Согласно современным данным, примерно в это время произошло великое ускорение в культурном развитии человека – переход от среднего палеолитического периода к верхнему. Антропологические данные предполагают, что в этот момент возникли искусство, язык и религиозные практики или по меньшей мере произошел огромный прогресс подобных культурных практик.

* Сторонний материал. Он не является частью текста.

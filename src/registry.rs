//! Identity registries and the revocation sweep
//!
//! One registry per wrapper kind maps a raw node address to the single
//! wrapper representing it. Wrapping the same address twice yields the
//! same wrapper, which is what makes reference equality and per-wrapper
//! caching sound. Registries only grow on access, so allocation is
//! bounded by the number of distinct nodes ever observed.
//!
//! Re-enumeration frees the stack-owned tree, so before either
//! enumeration call runs, [`Registries::revoke_all`] flips every
//! outstanding wrapper to the revoked state and clears all six maps in
//! one sweep. Wrappers are never deallocated by the sweep; external code
//! may still hold them, and every accessor reports the revoked state
//! instead of resolving a stale address. The sweep is allocation-free and
//! cannot fail.

use alloc::collections::BTreeMap;
use spin::Mutex;

use crate::bus::Bus;
use crate::config::Configuration;
use crate::device::Device;
use crate::endpoint::Endpoint;
use crate::error::{Error, ObjectKind, Result};
use crate::interface::{Interface, Setting};
use crate::stack::RawAddr;

/// Wrapper backing state: either live over a raw node (with the parent
/// captured at first wrap) or revoked.
pub(crate) enum State<P> {
    Live { addr: RawAddr, parent: P },
    Revoked,
}

/// The revocable core of a wrapper: its kind tag plus the tagged state.
pub(crate) struct Cell<P> {
    kind: ObjectKind,
    state: Mutex<State<P>>,
}

impl<P: Clone> Cell<P> {
    pub(crate) fn new(kind: ObjectKind, addr: RawAddr, parent: P) -> Self {
        Cell {
            kind,
            state: Mutex::new(State::Live { addr, parent }),
        }
    }

    /// Backing address, or the revoked error for this kind.
    pub(crate) fn addr(&self) -> Result<RawAddr> {
        match &*self.state.lock() {
            State::Live { addr, .. } => Ok(*addr),
            State::Revoked => Err(Error::Revoked(self.kind)),
        }
    }

    /// Parent captured at first wrap.
    pub(crate) fn parent(&self) -> Result<P> {
        match &*self.state.lock() {
            State::Live { parent, .. } => Ok(parent.clone()),
            State::Revoked => Err(Error::Revoked(self.kind)),
        }
    }

    pub(crate) fn revoked(&self) -> bool {
        matches!(&*self.state.lock(), State::Revoked)
    }

    pub(crate) fn revoke(&self) {
        *self.state.lock() = State::Revoked;
    }
}

/// Address-to-wrapper map for one wrapper kind.
pub(crate) struct Registry<T> {
    entries: Mutex<BTreeMap<u64, T>>,
}

impl<T: Clone> Registry<T> {
    pub(crate) fn new() -> Self {
        Registry {
            entries: Mutex::new(BTreeMap::new()),
        }
    }

    /// Idempotent wrap: a null address is "no value", a known address
    /// returns the existing wrapper (first-wrap parent wins), a new
    /// address is constructed via `make` and registered.
    pub(crate) fn wrap(
        &self,
        addr: Option<RawAddr>,
        make: impl FnOnce(RawAddr) -> T,
    ) -> Option<T> {
        let addr = addr?;
        let mut entries = self.entries.lock();
        if let Some(existing) = entries.get(&addr.get()) {
            return Some(existing.clone());
        }
        let wrapper = make(addr);
        entries.insert(addr.get(), wrapper.clone());
        Some(wrapper)
    }

    /// Revoke every registered wrapper and clear the map. Returns the
    /// number of wrappers swept.
    pub(crate) fn revoke_all(&self, revoke: impl Fn(&T)) -> usize {
        let mut entries = self.entries.lock();
        let swept = entries.len();
        for wrapper in core::mem::take(&mut *entries).values() {
            revoke(wrapper);
        }
        swept
    }

    #[cfg(test)]
    pub(crate) fn len(&self) -> usize {
        self.entries.lock().len()
    }
}

/// All six identity registries, swept together.
pub(crate) struct Registries {
    pub(crate) busses: Registry<Bus>,
    pub(crate) devices: Registry<Device>,
    pub(crate) configs: Registry<Configuration>,
    pub(crate) interfaces: Registry<Interface>,
    pub(crate) settings: Registry<Setting>,
    pub(crate) endpoints: Registry<Endpoint>,
}

impl Registries {
    pub(crate) fn new() -> Self {
        Registries {
            busses: Registry::new(),
            devices: Registry::new(),
            configs: Registry::new(),
            interfaces: Registry::new(),
            settings: Registry::new(),
            endpoints: Registry::new(),
        }
    }

    /// The stop-the-world point: revoke every live wrapper of every kind
    /// and clear all registries, so the next enumeration starts wrapping
    /// from a clean slate even if the stack reuses addresses.
    pub(crate) fn revoke_all(&self) {
        let mut swept = 0;
        swept += self.busses.revoke_all(|w| w.revoke());
        swept += self.devices.revoke_all(|w| w.revoke());
        swept += self.configs.revoke_all(|w| w.revoke());
        swept += self.interfaces.revoke_all(|w| w.revoke());
        swept += self.settings.revoke_all(|w| w.revoke());
        swept += self.endpoints.revoke_all(|w| w.revoke());
        if swept > 0 {
            log::debug!("usb: revoked {} wrappers before re-enumeration", swept);
        }
    }
}

// ============================================================================
// Tests
// ============================================================================

#[cfg(test)]
mod tests {
    use super::*;
    use alloc::sync::Arc;

    fn addr(v: u64) -> Option<RawAddr> {
        RawAddr::new(v)
    }

    #[test]
    fn test_wrap_is_idempotent() {
        let reg: Registry<Arc<u32>> = Registry::new();
        let a = reg.wrap(addr(0x10), |_| Arc::new(1)).expect("wrap");
        let b = reg.wrap(addr(0x10), |_| Arc::new(2)).expect("wrap");
        assert!(Arc::ptr_eq(&a, &b));
        assert_eq!(*b, 1);
        assert_eq!(reg.len(), 1);
    }

    #[test]
    fn test_wrap_null_is_none() {
        let reg: Registry<Arc<u32>> = Registry::new();
        assert!(reg.wrap(addr(0), |_| Arc::new(1)).is_none());
        assert_eq!(reg.len(), 0);
    }

    #[test]
    fn test_revoke_all_clears_and_counts() {
        let reg: Registry<Arc<u32>> = Registry::new();
        reg.wrap(addr(0x10), |_| Arc::new(1));
        reg.wrap(addr(0x20), |_| Arc::new(2));
        assert_eq!(reg.revoke_all(|_| ()), 2);
        assert_eq!(reg.len(), 0);
        // A reused address gets a fresh wrapper.
        let fresh = reg.wrap(addr(0x10), |_| Arc::new(3)).expect("wrap");
        assert_eq!(*fresh, 3);
    }

    #[test]
    fn test_cell_states() {
        let cell: Cell<()> = Cell::new(
            ObjectKind::Device,
            RawAddr::new(0x10).expect("non-zero"),
            (),
        );
        assert!(!cell.revoked());
        assert_eq!(cell.addr().expect("live").get(), 0x10);
        cell.revoke();
        assert!(cell.revoked());
        assert_eq!(cell.addr(), Err(Error::Revoked(ObjectKind::Device)));
        assert_eq!(cell.parent(), Err(Error::Revoked(ObjectKind::Device)));
    }
}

Частичный список значимых достижений, датируемых приблизительно этим временем, включает стоянки и поселения, ямы для хранения припасов, пещерные изображения и петроглифы, резные фигуры, рыболовство, использование новых материалов, таких как кость, более разноплановое изготовление инструментов, нательные украшения и обмен ценными предметами на дальние расстояния.
Причины этой революции в культуре остаются неизвестными и дискуссионными[23]. Некоторые специалисты в области нейронаук выдвигают гипотезу, что появление языка и другие культурные прорывы зависели от биологических изменений в строении нервной системы человека – иными словами, от эволюционного изменения человеческого вида[24]. Другие ученые оспаривают этот вывод, утверждая, что революция верхнего палеолита была, по сути дела, культурной, а не биологической, и проводят аналогию с более поздней неолитической сельскохозяйственной революцией, которая будет описана в следующей главе. Скорее всего, неолитическая революция произошла под влиянием культурного и экологического факторов, а не каких-либо биологических изменений людей.

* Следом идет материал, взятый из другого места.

//! USB class code names
//!
//! Static lookup from a (class, subclass, protocol) triple to a
//! human-readable name, with three precedence tiers: exact triple,
//! class+subclass (protocol appended in hex), class only (subclass and
//! protocol appended in hex), then a generic unknown string embedding
//! all three values.

use alloc::format;
use alloc::string::String;

struct ClassEntry {
    class: u8,
    subclass: Option<u8>,
    protocol: Option<u8>,
    name: &'static str,
}

const fn triple(class: u8, subclass: u8, protocol: u8, name: &'static str) -> ClassEntry {
    ClassEntry {
        class,
        subclass: Some(subclass),
        protocol: Some(protocol),
        name,
    }
}

const fn pair(class: u8, subclass: u8, name: &'static str) -> ClassEntry {
    ClassEntry {
        class,
        subclass: Some(subclass),
        protocol: None,
        name,
    }
}

const fn single(class: u8, name: &'static str) -> ClassEntry {
    ClassEntry {
        class,
        subclass: None,
        protocol: None,
        name,
    }
}

static CLASS_TABLE: &[ClassEntry] = &[
    single(0x00, "(Defined at Interface level)"),
    single(0x01, "Audio"),
    pair(0x01, 0x01, "Audio Control Device"),
    pair(0x01, 0x02, "Audio Streaming"),
    pair(0x01, 0x03, "MIDI Streaming"),
    single(0x02, "Communications"),
    pair(0x02, 0x01, "Direct Line"),
    pair(0x02, 0x02, "Abstract (modem)"),
    triple(0x02, 0x02, 0x01, "AT-commands (v.25ter)"),
    pair(0x02, 0x06, "Ethernet Networking"),
    single(0x03, "Human Interface Device"),
    pair(0x03, 0x01, "Boot Interface Subclass"),
    triple(0x03, 0x01, 0x01, "Keyboard"),
    triple(0x03, 0x01, 0x02, "Mouse"),
    single(0x05, "Physical Interface Device"),
    single(0x06, "Imaging"),
    triple(0x06, 0x01, 0x01, "Picture Transfer Protocol (PIMA 15470)"),
    single(0x07, "Printer"),
    triple(0x07, 0x01, 0x01, "Unidirectional Printer"),
    triple(0x07, 0x01, 0x02, "Bidirectional Printer"),
    triple(0x07, 0x01, 0x03, "IEEE 1284.4 Printer"),
    single(0x08, "Mass Storage"),
    pair(0x08, 0x01, "RBC (typically Flash)"),
    pair(0x08, 0x02, "SFF-8020i, MMC-2 (ATAPI)"),
    pair(0x08, 0x04, "Floppy (UFI)"),
    pair(0x08, 0x06, "SCSI"),
    triple(0x08, 0x06, 0x50, "SCSI Bulk-Only"),
    single(0x09, "Hub"),
    triple(0x09, 0x00, 0x00, "Full speed (or root) Hub"),
    triple(0x09, 0x00, 0x01, "Single TT Hub"),
    triple(0x09, 0x00, 0x02, "TT per port Hub"),
    single(0x0a, "CDC Data"),
    single(0x0b, "Chip/SmartCard"),
    single(0x0d, "Content Security"),
    single(0x0e, "Video"),
    pair(0x0e, 0x01, "Video Control"),
    pair(0x0e, 0x02, "Video Streaming"),
    single(0xdc, "Diagnostic"),
    triple(0xdc, 0x01, 0x01, "Reprogrammable Diagnostics"),
    single(0xe0, "Wireless"),
    pair(0xe0, 0x01, "Radio Frequency"),
    triple(0xe0, 0x01, 0x01, "Bluetooth"),
    triple(0xe0, 0x01, 0x02, "Ultra WideBand Radio Control"),
    triple(0xe0, 0x01, 0x03, "RNDIS"),
    single(0xef, "Miscellaneous Device"),
    triple(0xef, 0x02, 0x01, "Interface Association"),
    triple(0xef, 0x02, 0x02, "Wire Adapter Multifunction Peripheral"),
    single(0xfe, "Application Specific"),
    pair(0xfe, 0x01, "Device Firmware Update"),
    pair(0xfe, 0x02, "IRDA Bridge"),
    pair(0xfe, 0x03, "Test and Measurement"),
    single(0xff, "Vendor Specific"),
];

/// Human-readable name for a device or interface class triple.
pub fn class_string(class: u8, subclass: u8, protocol: u8) -> String {
    for e in CLASS_TABLE {
        if e.class == class && e.subclass == Some(subclass) && e.protocol == Some(protocol) {
            return String::from(e.name);
        }
    }
    for e in CLASS_TABLE {
        if e.class == class && e.subclass == Some(subclass) && e.protocol.is_none() {
            return format!("{} ({:02x})", e.name, protocol);
        }
    }
    for e in CLASS_TABLE {
        if e.class == class && e.subclass.is_none() {
            return format!("{} ({:02x}:{:02x})", e.name, subclass, protocol);
        }
    }
    format!("Unknown ({:02x}:{:02x}:{:02x})", class, subclass, protocol)
}

// ============================================================================
// Tests
// ============================================================================

#[cfg(test)]
mod tests {
    use super::*;

    #[test]
    fn test_exact_triple() {
        assert_eq!(class_string(0x03, 0x01, 0x02), "Mouse");
        assert_eq!(class_string(0xe0, 0x01, 0x01), "Bluetooth");
    }

    #[test]
    fn test_subclass_tier_appends_protocol() {
        assert_eq!(class_string(0x08, 0x06, 0x00), "SCSI (00)");
        assert_eq!(
            class_string(0x03, 0x01, 0x7f),
            "Boot Interface Subclass (7f)"
        );
    }

    #[test]
    fn test_class_tier_appends_subclass_and_protocol() {
        assert_eq!(class_string(0x09, 0x05, 0x01), "Hub (05:01)");
        assert_eq!(class_string(0x07, 0x42, 0x01), "Printer (42:01)");
    }

    #[test]
    fn test_unknown_fallback() {
        assert_eq!(class_string(0x42, 0x01, 0x02), "Unknown (42:01:02)");
    }
}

Вне зависимости от того, какими были причины этих процессов, в верхнем палеолите человечество достигло определенной степени «современности» с точки зрения языка, религии и других аспектов культуры. Человеческие культуры стали успешно развиваться. Количество людей увеличивалось, что могло быть и причиной, и следствием культурных изменений. Из-за более высокой плотности населения могла возрастать конкурентная борьба за выживание между соперничающими группами. Эта усилившаяся конкуренция, в свою очередь, могла ускорить культурную эволюцию в направлении внутригрупповой кооперации. В то же время культурные прорывы вели ко многим другим достижениям. Человеческие миграции добирались до новых регионов, включая крайний север Евразии, и в конечном итоге примерно 14–16 тысяч лет назад люди пересекли Берингов перешеек или прошли по тихоокеанскому побережью Берингии в Северную Америку[25].
Можно с определенной уверенностью утверждать, что величайшим «технологическим» прорывом верхнего плейстоцена был язык. Он породил невероятно более сложную социальную жизнь, память общества о культурных достижениях, передаваемую из уст в уста от одного поколения другому, и увеличивающееся разделение труда внутри общества. Одним словом, язык обеспечил основу для высокой внутригрупповой социальности, сложных культур, достижений в области прикладных компетенций и передачу знаний из поколения в поколение – все это с тех пор и определяло специфику нашего биологического вида.